My husband and I recently discussed out-of-fashion wines and realized that based on the bulk of our experience, our assessments of what’s in and what’s out are different depending on our contexts. He, with his buzzing around his many restaurants on a nightly basis, sees folks struggle with the pressure of public choice: “I really don’t want to look like an idiot, but I also don’t know anything so I’m going to go for what I think will garner the least attention and judgment.” For my customers in the shop, people were buying wine to drink in their house behind their closed doors. Retail shoppers buy the wine they want to drink when nobody’s looking. So I’m going out on a limb here, exposing a list of a few culprits that find rest in my own fridge and basement and glass where I think nobody will find them.
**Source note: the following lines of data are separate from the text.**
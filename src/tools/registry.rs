//! Tool registry - manages available tools for the agent

use std::collections::HashMap;

use tracing::{debug, info, warn};

use crate::agent::ToolDefinition;
use crate::config::SearchConfig;

use super::tavily_search::TavilySearchTool;
use super::traits::{Tool, ToolCall};

/// Registry of available tools
pub struct ToolRegistry {
    tools: HashMap<String, Box<dyn Tool>>,
}

impl Default for ToolRegistry {
    fn default() -> Self {
        Self::new()
    }
}

impl ToolRegistry {
    /// Create a new empty registry
    pub fn new() -> Self {
        ToolRegistry {
            tools: HashMap::new(),
        }
    }

    /// Build the registry from startup configuration.
    ///
    /// The search tool is registered only when its credential is present, so
    /// a missing key means the model is never offered the tool.
    pub fn from_config(search: &SearchConfig) -> Self {
        let mut registry = Self::new();

        match TavilySearchTool::from_config(search) {
            Some(tool) => registry.register(tool),
            None => info!("TAVILY_API_KEY not set, web search disabled"),
        }

        info!("Tools registered: {} tool(s)", registry.count());
        for name in registry.names() {
            debug!("  - Tool: {}", name);
        }

        registry
    }

    /// Register a tool
    pub fn register<T: Tool + 'static>(&mut self, tool: T) {
        self.tools.insert(tool.name().to_string(), Box::new(tool));
    }

    /// Get a tool by name
    pub fn get(&self, name: &str) -> Option<&dyn Tool> {
        self.tools.get(name).map(|t| t.as_ref())
    }

    /// Get all tool definitions, ordered by name
    pub fn definitions(&self) -> Vec<ToolDefinition> {
        let mut defs: Vec<ToolDefinition> = self.tools.values().map(|t| t.to_definition()).collect();
        defs.sort_by(|a, b| a.function.name.cmp(&b.function.name));
        defs
    }

    /// Invoke a tool call. Always yields text: unknown names, argument
    /// errors and tool failures all become the result string.
    pub async fn invoke(&self, call: &ToolCall) -> String {
        let Some(tool) = self.get(&call.name) else {
            warn!("Unknown tool encountered: {}", call.name);
            return format!("Unknown tool: {}", call.name);
        };

        match tool.execute(call.arguments.clone()).await {
            Ok(result) => {
                if !result.success {
                    warn!("Tool {} reported failure", call.name);
                }
                result.to_string()
            }
            Err(e) => {
                warn!("Tool {} failed: {}", call.name, e);
                format!("Tool error: {}", e)
            }
        }
    }

    /// Get tool count
    pub fn count(&self) -> usize {
        self.tools.len()
    }

    /// Whether no tools are available
    pub fn is_empty(&self) -> bool {
        self.tools.is_empty()
    }

    /// List tool names, sorted
    pub fn names(&self) -> Vec<&str> {
        let mut names: Vec<&str> = self.tools.keys().map(|s| s.as_str()).collect();
        names.sort_unstable();
        names
    }
}
use askagent::agent::{
    AgentLoop, CompletionClient, LoopOutcome, Message, OpenAiClient, ERROR_ANSWER_PREFIX,
    EXHAUSTED_MESSAGE,
};
use askagent::config::{Config, LlmConfig, SearchConfig};
use askagent::tools::{ToolCall, ToolRegistry, SEARCH_ERROR_PREFIX};
use askagent::Error;
use secrecy::SecretString;
use serde_json::{json, Value};
use wiremock::matchers::{body_partial_json, header, method, path};
use wiremock::{Mock, MockServer, ResponseTemplate};

fn llm_config(server: &MockServer) -> LlmConfig {
    LlmConfig {
        api_key: SecretString::from("test-key"),
        base_url: format!("{}/v1", server.uri()),
        ..Default::default()
    }
}

fn search_config(server: &MockServer) -> SearchConfig {
    SearchConfig {
        api_key: Some(SecretString::from("tvly-test")),
        base_url: server.uri(),
        ..Default::default()
    }
}

fn text_body(text: &str) -> Value {
    json!({
        "id": "chatcmpl-test",
        "object": "chat.completion",
        "model": "gpt-4o-mini",
        "choices": [{
            "index": 0,
            "message": { "role": "assistant", "content": text },
            "finish_reason": "stop"
        }],
        "usage": { "prompt_tokens": 10, "completion_tokens": 5, "total_tokens": 15 }
    })
}

fn search_call_body(call_id: &str, query: &str) -> Value {
    json!({
        "id": "chatcmpl-test",
        "object": "chat.completion",
        "model": "gpt-4o-mini",
        "choices": [{
            "index": 0,
            "message": {
                "role": "assistant",
                "content": null,
                "tool_calls": [{
                    "id": call_id,
                    "type": "function",
                    "function": {
                        "name": "tavily_search",
                        "arguments": json!({ "query": query }).to_string()
                    }
                }]
            },
            "finish_reason": "tool_calls"
        }],
        "usage": { "prompt_tokens": 15, "completion_tokens": 8, "total_tokens": 23 }
    })
}

fn tavily_body() -> Value {
    json!({
        "query": "capital of France",
        "results": [
            { "title": "Paris", "url": "https://en.wikipedia.org/wiki/Paris", "content": "Paris is the capital of France." },
            { "title": "France", "url": "https://en.wikipedia.org/wiki/France", "content": "France is a country in Europe." }
        ]
    })
}

fn search_call(query: &str) -> ToolCall {
    ToolCall {
        id: "call_1".to_string(),
        name: "tavily_search".to_string(),
        arguments: json!({ "query": query }),
    }
}

// ---- Completion client ----

#[tokio::test]
async fn test_text_response() {
    let server = MockServer::start().await;

    Mock::given(method("POST"))
        .and(path("/v1/chat/completions"))
        .and(header("authorization", "Bearer test-key"))
        .respond_with(ResponseTemplate::new(200).set_body_json(text_body("Hello!")))
        .mount(&server)
        .await;

    let client = OpenAiClient::new(llm_config(&server)).unwrap();
    let completion = client.complete(&[Message::user("Hi")], &[]).await.unwrap();

    assert!(completion.is_final());
    assert_eq!(completion.content, "Hello!");
    assert_eq!(completion.finish_reason.as_deref(), Some("stop"));
    assert_eq!(completion.usage.unwrap().total_tokens, 15);
}

#[tokio::test]
async fn test_tool_call_response() {
    let server = MockServer::start().await;

    Mock::given(method("POST"))
        .and(path("/v1/chat/completions"))
        .respond_with(
            ResponseTemplate::new(200).set_body_json(search_call_body("call_abc", "rust 2024")),
        )
        .mount(&server)
        .await;

    let client = OpenAiClient::new(llm_config(&server)).unwrap();
    let completion = client.complete(&[Message::user("news?")], &[]).await.unwrap();

    assert!(!completion.is_final());
    assert_eq!(completion.content, "");
    assert_eq!(completion.tool_calls.len(), 1);
    assert_eq!(completion.tool_calls[0].id, "call_abc");
    assert_eq!(completion.tool_calls[0].name, "tavily_search");
    assert_eq!(completion.tool_calls[0].arguments, json!({ "query": "rust 2024" }));
}

#[tokio::test]
async fn test_request_omits_tools_when_catalog_empty() {
    let server = MockServer::start().await;

    Mock::given(method("POST"))
        .and(path("/v1/chat/completions"))
        .respond_with(ResponseTemplate::new(200).set_body_json(text_body("ok")))
        .mount(&server)
        .await;

    let client = OpenAiClient::new(llm_config(&server)).unwrap();
    client.complete(&[Message::user("Hi")], &[]).await.unwrap();

    let requests = server.received_requests().await.unwrap();
    let body: Value = serde_json::from_slice(&requests[0].body).unwrap();
    assert_eq!(body["model"], "gpt-4o-mini");
    assert!(body.get("tools").is_none());
    assert!(body.get("tool_choice").is_none());
}

#[tokio::test]
async fn test_unauthorized_maps_to_error() {
    let server = MockServer::start().await;

    Mock::given(method("POST"))
        .respond_with(ResponseTemplate::new(401).set_body_string("bad key"))
        .mount(&server)
        .await;

    let client = OpenAiClient::new(llm_config(&server)).unwrap();
    let err = client.complete(&[Message::user("Hi")], &[]).await.unwrap_err();
    assert!(matches!(err, Error::Unauthorized(_)));
}

#[tokio::test]
async fn test_rate_limit_maps_to_error() {
    let server = MockServer::start().await;

    Mock::given(method("POST"))
        .respond_with(ResponseTemplate::new(429).set_body_string("slow down"))
        .mount(&server)
        .await;

    let client = OpenAiClient::new(llm_config(&server)).unwrap();
    let err = client.complete(&[Message::user("Hi")], &[]).await.unwrap_err();
    assert!(matches!(err, Error::RateLimit(_)));
    assert!(err.is_retryable());
}

#[tokio::test]
async fn test_server_error_maps_to_provider_error() {
    let server = MockServer::start().await;

    Mock::given(method("POST"))
        .respond_with(ResponseTemplate::new(500).set_body_string("boom"))
        .expect(1)
        .mount(&server)
        .await;

    let client = OpenAiClient::new(llm_config(&server)).unwrap();
    let err = client.complete(&[Message::user("Hi")], &[]).await.unwrap_err();
    assert!(matches!(err, Error::Provider(ref msg) if msg.contains("boom")));
}

// ---- Search tool ----

#[tokio::test]
async fn test_search_formats_results() {
    let server = MockServer::start().await;

    Mock::given(method("POST"))
        .and(path("/search"))
        .and(body_partial_json(json!({
            "api_key": "tvly-test",
            "query": "capital of France",
            "max_results": 5
        })))
        .respond_with(ResponseTemplate::new(200).set_body_json(tavily_body()))
        .expect(1)
        .mount(&server)
        .await;

    let registry = ToolRegistry::from_config(&search_config(&server));
    let output = registry.invoke(&search_call("capital of France")).await;

    assert!(output.starts_with("1. **Paris**\n   URL: https://en.wikipedia.org/wiki/Paris\n"));
    assert!(output.contains("2. **France**"));
    assert!(output.contains("Paris is the capital of France."));
}

#[tokio::test]
async fn test_search_with_no_results() {
    let server = MockServer::start().await;

    Mock::given(method("POST"))
        .and(path("/search"))
        .respond_with(ResponseTemplate::new(200).set_body_json(json!({ "results": [] })))
        .mount(&server)
        .await;

    let registry = ToolRegistry::from_config(&search_config(&server));
    let output = registry.invoke(&search_call("zzzz")).await;
    assert_eq!(output, "No results found for the query.");
}

#[tokio::test]
async fn test_search_caps_results_at_max() {
    let server = MockServer::start().await;

    let results: Vec<Value> = (1..=8)
        .map(|i| {
            json!({
                "title": format!("Result {}", i),
                "url": format!("https://example.com/{}", i),
                "content": format!("Snippet {}", i)
            })
        })
        .collect();

    Mock::given(method("POST"))
        .and(path("/search"))
        .respond_with(ResponseTemplate::new(200).set_body_json(json!({ "results": results })))
        .mount(&server)
        .await;

    let registry = ToolRegistry::from_config(&search_config(&server));
    let output = registry.invoke(&search_call("many")).await;

    assert!(output.contains("5. **Result 5**"));
    assert!(!output.contains("6. **"));
    assert!(!output.contains("Result 6"));
}

#[tokio::test]
async fn test_search_keeps_results_without_url() {
    let server = MockServer::start().await;

    Mock::given(method("POST"))
        .and(path("/search"))
        .respond_with(ResponseTemplate::new(200).set_body_json(json!({
            "results": [
                { "title": "Paris", "url": "https://en.wikipedia.org/wiki/Paris", "content": "Capital of France." },
                { "title": "Unlinked", "content": "A result with no url." }
            ]
        })))
        .mount(&server)
        .await;

    let registry = ToolRegistry::from_config(&search_config(&server));
    let output = registry.invoke(&search_call("capital of France")).await;

    assert!(!output.starts_with(SEARCH_ERROR_PREFIX));
    assert!(output.contains("1. **Paris**"));
    assert!(output.contains("2. **Unlinked**"));
    assert!(output.contains("A result with no url."));
}

#[tokio::test]
async fn test_search_failure_is_returned_as_text() {
    let server = MockServer::start().await;

    Mock::given(method("POST"))
        .and(path("/search"))
        .respond_with(ResponseTemplate::new(500).set_body_string("upstream down"))
        .mount(&server)
        .await;

    let registry = ToolRegistry::from_config(&search_config(&server));
    let output = registry.invoke(&search_call("anything")).await;
    assert!(output.starts_with(SEARCH_ERROR_PREFIX));
    assert!(output.contains("upstream down"));
    assert!(!output.contains("Provider error"));
}

// ---- Agent loop, end to end ----

fn config_for(llm: &MockServer, search: Option<&MockServer>) -> Config {
    let mut config = Config::default();
    config.llm = llm_config(llm);
    if let Some(search) = search {
        config.search = search_config(search);
    }
    config
}

#[tokio::test]
async fn test_search_then_answer() {
    let llm = MockServer::start().await;
    let tavily = MockServer::start().await;

    // First round asks for a search, the second answers
    Mock::given(method("POST"))
        .and(path("/v1/chat/completions"))
        .respond_with(
            ResponseTemplate::new(200).set_body_json(search_call_body("call_1", "capital of France")),
        )
        .up_to_n_times(1)
        .mount(&llm)
        .await;
    Mock::given(method("POST"))
        .and(path("/v1/chat/completions"))
        .respond_with(ResponseTemplate::new(200).set_body_json(text_body("Paris.")))
        .mount(&llm)
        .await;

    Mock::given(method("POST"))
        .and(path("/search"))
        .respond_with(ResponseTemplate::new(200).set_body_json(tavily_body()))
        .expect(1)
        .mount(&tavily)
        .await;

    let agent = AgentLoop::from_config(&config_for(&llm, Some(&tavily))).unwrap();
    let output = agent
        .run_with_callback("What is the capital of France?", &askagent::agent::NoOpCallback)
        .await;

    assert_eq!(output.response, "Paris.");
    assert_eq!(output.outcome, LoopOutcome::Completed);
    assert_eq!(output.iterations, 2);
    assert_eq!(output.tool_calls, 1);
    assert_eq!(output.total_usage.total_tokens, 38);

    let requests = llm.received_requests().await.unwrap();
    assert_eq!(requests.len(), 2);
    let first: Value = serde_json::from_slice(&requests[0].body).unwrap();
    assert_eq!(first["tool_choice"], "auto");
    assert_eq!(first["tools"][0]["function"]["name"], "tavily_search");

    // The second round carries the assistant turn and the tool result
    let second: Value = serde_json::from_slice(&requests[1].body).unwrap();
    let messages = second["messages"].as_array().unwrap();
    assert_eq!(messages.len(), 4);
    assert_eq!(messages[2]["tool_calls"][0]["id"], "call_1");
    assert_eq!(messages[3]["role"], "tool");
    assert_eq!(messages[3]["tool_call_id"], "call_1");
    assert!(messages[3]["content"].as_str().unwrap().contains("**Paris**"));
}

#[tokio::test]
async fn test_no_search_key_never_calls_search() {
    let llm = MockServer::start().await;
    let tavily = MockServer::start().await;

    Mock::given(method("POST"))
        .and(path("/v1/chat/completions"))
        .respond_with(ResponseTemplate::new(200).set_body_json(text_body("From memory.")))
        .mount(&llm)
        .await;
    Mock::given(method("POST"))
        .respond_with(ResponseTemplate::new(200).set_body_json(tavily_body()))
        .expect(0)
        .mount(&tavily)
        .await;

    let agent = AgentLoop::from_config(&config_for(&llm, None)).unwrap();
    assert!(agent.tool_definitions().is_empty());

    let answer = agent.run("Who wrote Hamlet?").await;
    assert_eq!(answer, "From memory.");

    let requests = llm.received_requests().await.unwrap();
    let body: Value = serde_json::from_slice(&requests[0].body).unwrap();
    assert!(body.get("tools").is_none());
}

#[tokio::test]
async fn test_budget_exhaustion_end_to_end() {
    let llm = MockServer::start().await;
    let tavily = MockServer::start().await;

    Mock::given(method("POST"))
        .and(path("/v1/chat/completions"))
        .respond_with(ResponseTemplate::new(200).set_body_json(search_call_body("call_x", "more")))
        .expect(10)
        .mount(&llm)
        .await;
    Mock::given(method("POST"))
        .and(path("/search"))
        .respond_with(ResponseTemplate::new(200).set_body_json(tavily_body()))
        .expect(10)
        .mount(&tavily)
        .await;

    let agent = AgentLoop::from_config(&config_for(&llm, Some(&tavily))).unwrap();
    let output = agent
        .run_with_callback("Keep searching", &askagent::agent::NoOpCallback)
        .await;

    assert_eq!(output.response, EXHAUSTED_MESSAGE);
    assert_eq!(output.outcome, LoopOutcome::MaxIterationsExceeded);
    assert_eq!(output.iterations, 10);
}

#[tokio::test]
async fn test_provider_failure_becomes_answer_text() {
    let llm = MockServer::start().await;

    Mock::given(method("POST"))
        .respond_with(ResponseTemplate::new(503).set_body_string("unavailable"))
        .expect(1)
        .mount(&llm)
        .await;

    let agent = AgentLoop::from_config(&config_for(&llm, None)).unwrap();
    let answer = agent.run("Hello?").await;

    assert!(answer.starts_with(ERROR_ANSWER_PREFIX));
    assert!(answer.contains("unavailable"));
}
What is the most embarrassing of my behind-drawn-curtains wine drinking habits? Could it be the $5 Barbera I drank without shame or ceasing a few summers back? Or the same bottling of a California Zinfandel I enjoyed literally every night for about a month? What about the Vinho Verde I drank through a straw? No, none of these…I think it has to be the constant presence of bottom shelf, easy to love Tempranillo.
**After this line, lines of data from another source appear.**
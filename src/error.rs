//! Error types for AskAgent

use thiserror::Error;

/// Result type alias using AskAgent's Error type
pub type Result<T> = std::result::Result<T, Error>;

/// Main error type for AskAgent
#[derive(Error, Debug)]
pub enum Error {
    /// Configuration error
    #[error("Configuration error: {0}")]
    Config(String),

    /// Completion provider error (bad status, empty or malformed response)
    #[error("Provider error: {0}")]
    Provider(String),

    /// HTTP request error
    #[error("HTTP error: {0}")]
    Http(#[from] reqwest::Error),

    /// Invalid input
    #[error("Invalid input: {0}")]
    InvalidInput(String),

    /// Unauthorized access
    #[error("Unauthorized: {0}")]
    Unauthorized(String),

    /// Rate limit exceeded
    #[error("Rate limit exceeded: {0}")]
    RateLimit(String),

    /// A tool was invoked without its backing credential
    #[error("Tool unavailable: {0}")]
    ToolUnavailable(String),

    /// Generic internal error
    #[error("Internal error: {0}")]
    Internal(String),
}

impl Error {
    /// Check if error is retryable
    pub fn is_retryable(&self) -> bool {
        matches!(self, Error::Http(_) | Error::RateLimit(_))
    }

    /// Check if error is a client error (user's fault)
    pub fn is_client_error(&self) -> bool {
        matches!(self, Error::InvalidInput(_) | Error::Unauthorized(_))
    }
}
There’s nothing unfashionable about Tempranillo; people can still barely pronounce it, let alone remember that it’s a grape from Spain used in making some top tier Riojas and Ribera del Dueros. It’s a great buy, hardly touches the hem of top shelf Cabernet Sauvignon, and is by no means the most common or expected thing to choose. It’s the fact that there are so many in the sub-$15 range that really are stellar, not because they have much complexity or age-worthiness, but because they’re so damn tasty now.
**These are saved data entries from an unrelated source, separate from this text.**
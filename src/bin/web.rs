//! AskAgent Web - browser front end.
//!
//! Serves a single page with a question box. `POST /api/ask` runs the agent
//! and streams the answer back as plain text, one character at a time.
//! `GET /api/events` streams the same answer as server-sent events, preceded
//! by one `status` event per round.

use askagent::agent::{validate_question, AgentLoop, LoopCallback, LoopTrace};
use askagent::config::load_config;
use askagent::logging::{init_logging, log_startup};
use askagent::typewriter;
use async_trait::async_trait;
use axum::{
    body::Body,
    extract::{Query, State},
    http::{header, StatusCode},
    response::{
        sse::{Event, KeepAlive, Sse},
        Html, IntoResponse, Response,
    },
    routing::{get, post},
    Json, Router,
};
use clap::Parser;
use futures::stream::{self, Stream, StreamExt};
use serde::Deserialize;
use std::convert::Infallible;
use std::net::SocketAddr;
use std::sync::Arc;
use std::time::Duration;
use tokio::sync::mpsc;
use tower_http::cors::CorsLayer;
use tracing::{debug, info, warn};

/// Embedded page
const INDEX_HTML: &str = include_str!("../../static/index.html");

// ---- CLI ----

#[derive(Parser)]
#[command(name = "askagent-web", about = "AskAgent browser front end")]
struct Args {
    /// Bind address (defaults to config/ASKAGENT_BIND)
    #[arg(long)]
    bind: Option<String>,

    /// Port (defaults to config/ASKAGENT_PORT)
    #[arg(long, short)]
    port: Option<u16>,
}

// ---- App State ----

#[derive(Clone)]
struct WebState {
    agent: Arc<AgentLoop>,
    stream_delay: Duration,
}

// ---- Error Handling ----

struct AppError(askagent::Error);

impl IntoResponse for AppError {
    fn into_response(self) -> Response {
        let (status, message) = match self.0 {
            askagent::Error::InvalidInput(msg) => (StatusCode::BAD_REQUEST, msg),
            other => (StatusCode::INTERNAL_SERVER_ERROR, other.to_string()),
        };
        (status, Json(serde_json::json!({ "error": message }))).into_response()
    }
}

impl From<askagent::Error> for AppError {
    fn from(err: askagent::Error) -> Self {
        AppError(err)
    }
}

// ---- Status ----

/// Round progress for the plain-text endpoint goes to the log.
struct LogStatus;

#[async_trait]
impl LoopCallback for LogStatus {
    async fn on_status(&self, status: &str) {
        debug!("{}", status);
    }

    async fn on_loop_complete(&self, trace: &LoopTrace) {
        debug!(
            "Request finished: outcome={:?}, rounds={}",
            trace.outcome,
            trace.steps.len()
        );
    }
}

/// Forwards round progress to an event stream.
struct EventStatus {
    tx: mpsc::UnboundedSender<Event>,
}

#[async_trait]
impl LoopCallback for EventStatus {
    async fn on_status(&self, status: &str) {
        debug!("{}", status);
        let _ = self.tx.send(Event::default().event("status").data(status));
    }
}

// ---- Handlers ----

#[derive(Deserialize)]
struct AskRequest {
    #[serde(default)]
    question: String,
}

async fn serve_index() -> Html<&'static str> {
    Html(INDEX_HTML)
}

async fn health_check() -> &'static str {
    "OK"
}

async fn ask(
    State(state): State<WebState>,
    Json(req): Json<AskRequest>,
) -> Result<Response, AppError> {
    let question = validate_question(&req.question).map_err(|e| {
        warn!("Search button clicked but no question entered");
        e
    })?;
    info!("Question received: {} chars", question.chars().count());

    let output = state.agent.run_with_callback(question, &LogStatus).await;
    debug!("Answer length: {} characters", output.response.len());

    let body = typewriter::chars(&output.response, state.stream_delay).map(Ok::<_, Infallible>);

    Ok((
        [
            (header::CONTENT_TYPE, "text/plain; charset=utf-8"),
            (header::CACHE_CONTROL, "no-cache"),
        ],
        Body::from_stream(body),
    )
        .into_response())
}

async fn ask_events(
    State(state): State<WebState>,
    Query(req): Query<AskRequest>,
) -> Result<Sse<impl Stream<Item = Result<Event, Infallible>>>, AppError> {
    let question = validate_question(&req.question)?.to_string();
    info!("Question received: {} chars", question.chars().count());

    let (tx, rx) = mpsc::unbounded_channel();
    tokio::spawn(async move {
        let status = EventStatus { tx: tx.clone() };
        let output = state.agent.run_with_callback(&question, &status).await;

        let mut chars = Box::pin(typewriter::chars(&output.response, state.stream_delay));
        while let Some(c) = chars.next().await {
            let Ok(event) = Event::default().event("token").json_data(c) else {
                continue;
            };
            if tx.send(event).is_err() {
                debug!("Event stream closed by client");
                return;
            }
        }
        let _ = tx.send(Event::default().event("done").data("end"));
    });

    let events = stream::unfold(rx, |mut rx| async move {
        rx.recv().await.map(|event| (Ok(event), rx))
    });
    Ok(Sse::new(events).keep_alive(KeepAlive::default()))
}

fn build_router(state: WebState) -> Router {
    Router::new()
        .route("/", get(serve_index))
        .route("/health", get(health_check))
        .route("/api/ask", post(ask))
        .route("/api/events", get(ask_events))
        .with_state(state)
        .layer(CorsLayer::permissive())
}

// ---- Main ----

#[tokio::main]
async fn main() -> anyhow::Result<()> {
    let args = Args::parse();

    let config = load_config()?;
    init_logging(&config.log)?;
    log_startup("web");

    config.validate()?;
    let agent = AgentLoop::from_config(&config)?;

    let state = WebState {
        agent: Arc::new(agent),
        stream_delay: config.ui.stream_delay,
    };

    let app = build_router(state);

    let bind = args.bind.unwrap_or_else(|| config.ui.bind.clone());
    let port = args.port.unwrap_or(config.ui.port);
    let addr: SocketAddr = format!("{}:{}", bind, port).parse()?;
    info!("AskAgent listening on http://{}", addr);

    let listener = tokio::net::TcpListener::bind(addr).await?;
    axum::serve(listener, app).await?;

    Ok(())
}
The fresh, unoaked versions I like to keep around (and drink from big old juice glasses with maybe a few ice cubes if I’m feeling crude…don’t tell) taste like grape soda with a kick: soft, round, fruity, plush, a little acid but never too much. It’s what you want to have for your sangria, but also what you want to accompany you as you watch four consecutive hours of competitive food television. It’s ripe, not abrasive at all, low in tannins, and will go with whatever leftovers you have in the fridge. I’m not always proud of it, but I’d be foolish to denounce its usefulness, availability, and tastiness.